Exercise directions — Reproduce all of the entries below exactly, without a single change.
=== Dataset ===
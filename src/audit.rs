use crate::errors::Result;
use chrono::Utc;
use sqlx::Postgres;
use uuid::Uuid;

/// One append-only audit row. Written inside the same transaction as the
/// state change it describes, so a rolled-back operation leaves no trace.
#[derive(Debug)]
pub struct AuditEntry<'a> {
    pub actor: &'a str,
    pub action: &'a str,
    pub entity_type: &'a str,
    pub entity_id: String,
    pub before: Option<serde_json::Value>,
    pub after: Option<serde_json::Value>,
    pub outcome: &'a str,
}

pub async fn record<'e, E>(executor: E, entry: AuditEntry<'_>) -> Result<()>
where
    E: sqlx::Executor<'e, Database = Postgres>,
{
    sqlx::query(
        r#"
        INSERT INTO audit_log (id, actor, action, entity_type, entity_id, before, after, outcome, created_at)
        VALUES ($1, $2, $3, $4, $5, $6, $7, $8, $9)
        "#,
    )
    .bind(Uuid::new_v4())
    .bind(entry.actor)
    .bind(entry.action)
    .bind(entry.entity_type)
    .bind(&entry.entity_id)
    .bind(entry.before)
    .bind(entry.after)
    .bind(entry.outcome)
    .bind(Utc::now())
    .execute(executor)
    .await?;

    Ok(())
}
===
Solution to the problem —
filename src/audit.rs
use crate::errors::Result;
use chrono::Utc;
use sqlx::Postgres;
use uuid::Uuid;

/// One append-only audit row. Written inside the same transaction as the
/// state change it describes, so a rolled-back operation leaves no trace.
#[derive(Debug)]
pub struct AuditEntry<'a> {
    pub actor: &'a str,
    pub action: &'a str,
    pub entity_type: &'a str,
    pub entity_id: String,
    pub before: Option<serde_json::Value>,
    pub after: Option<serde_json::Value>,
    pub outcome: &'a str,
}

pub async fn record<'e, E>(executor: E, entry: AuditEntry<'_>) -> Result<()>
where
    E: sqlx::Executor<'e, Database = Postgres>,
{
    sqlx::query(
        r#"
        INSERT INTO audit_log (id, actor, action, entity_type, entity_id, before, after, outcome, created_at)
        VALUES ($1, $2, $3, $4, $5, $6, $7, $8, $9)
        "#,
    )
    .bind(Uuid::new_v4())
    .bind(entry.actor)
    .bind(entry.action)
    .bind(entry.entity_type)
    .bind(&entry.entity_id)
    .bind(entry.before)
    .bind(entry.after)
    .bind(entry.outcome)
    .bind(Utc::now())
    .execute(executor)
    .await?;

    Ok(())
}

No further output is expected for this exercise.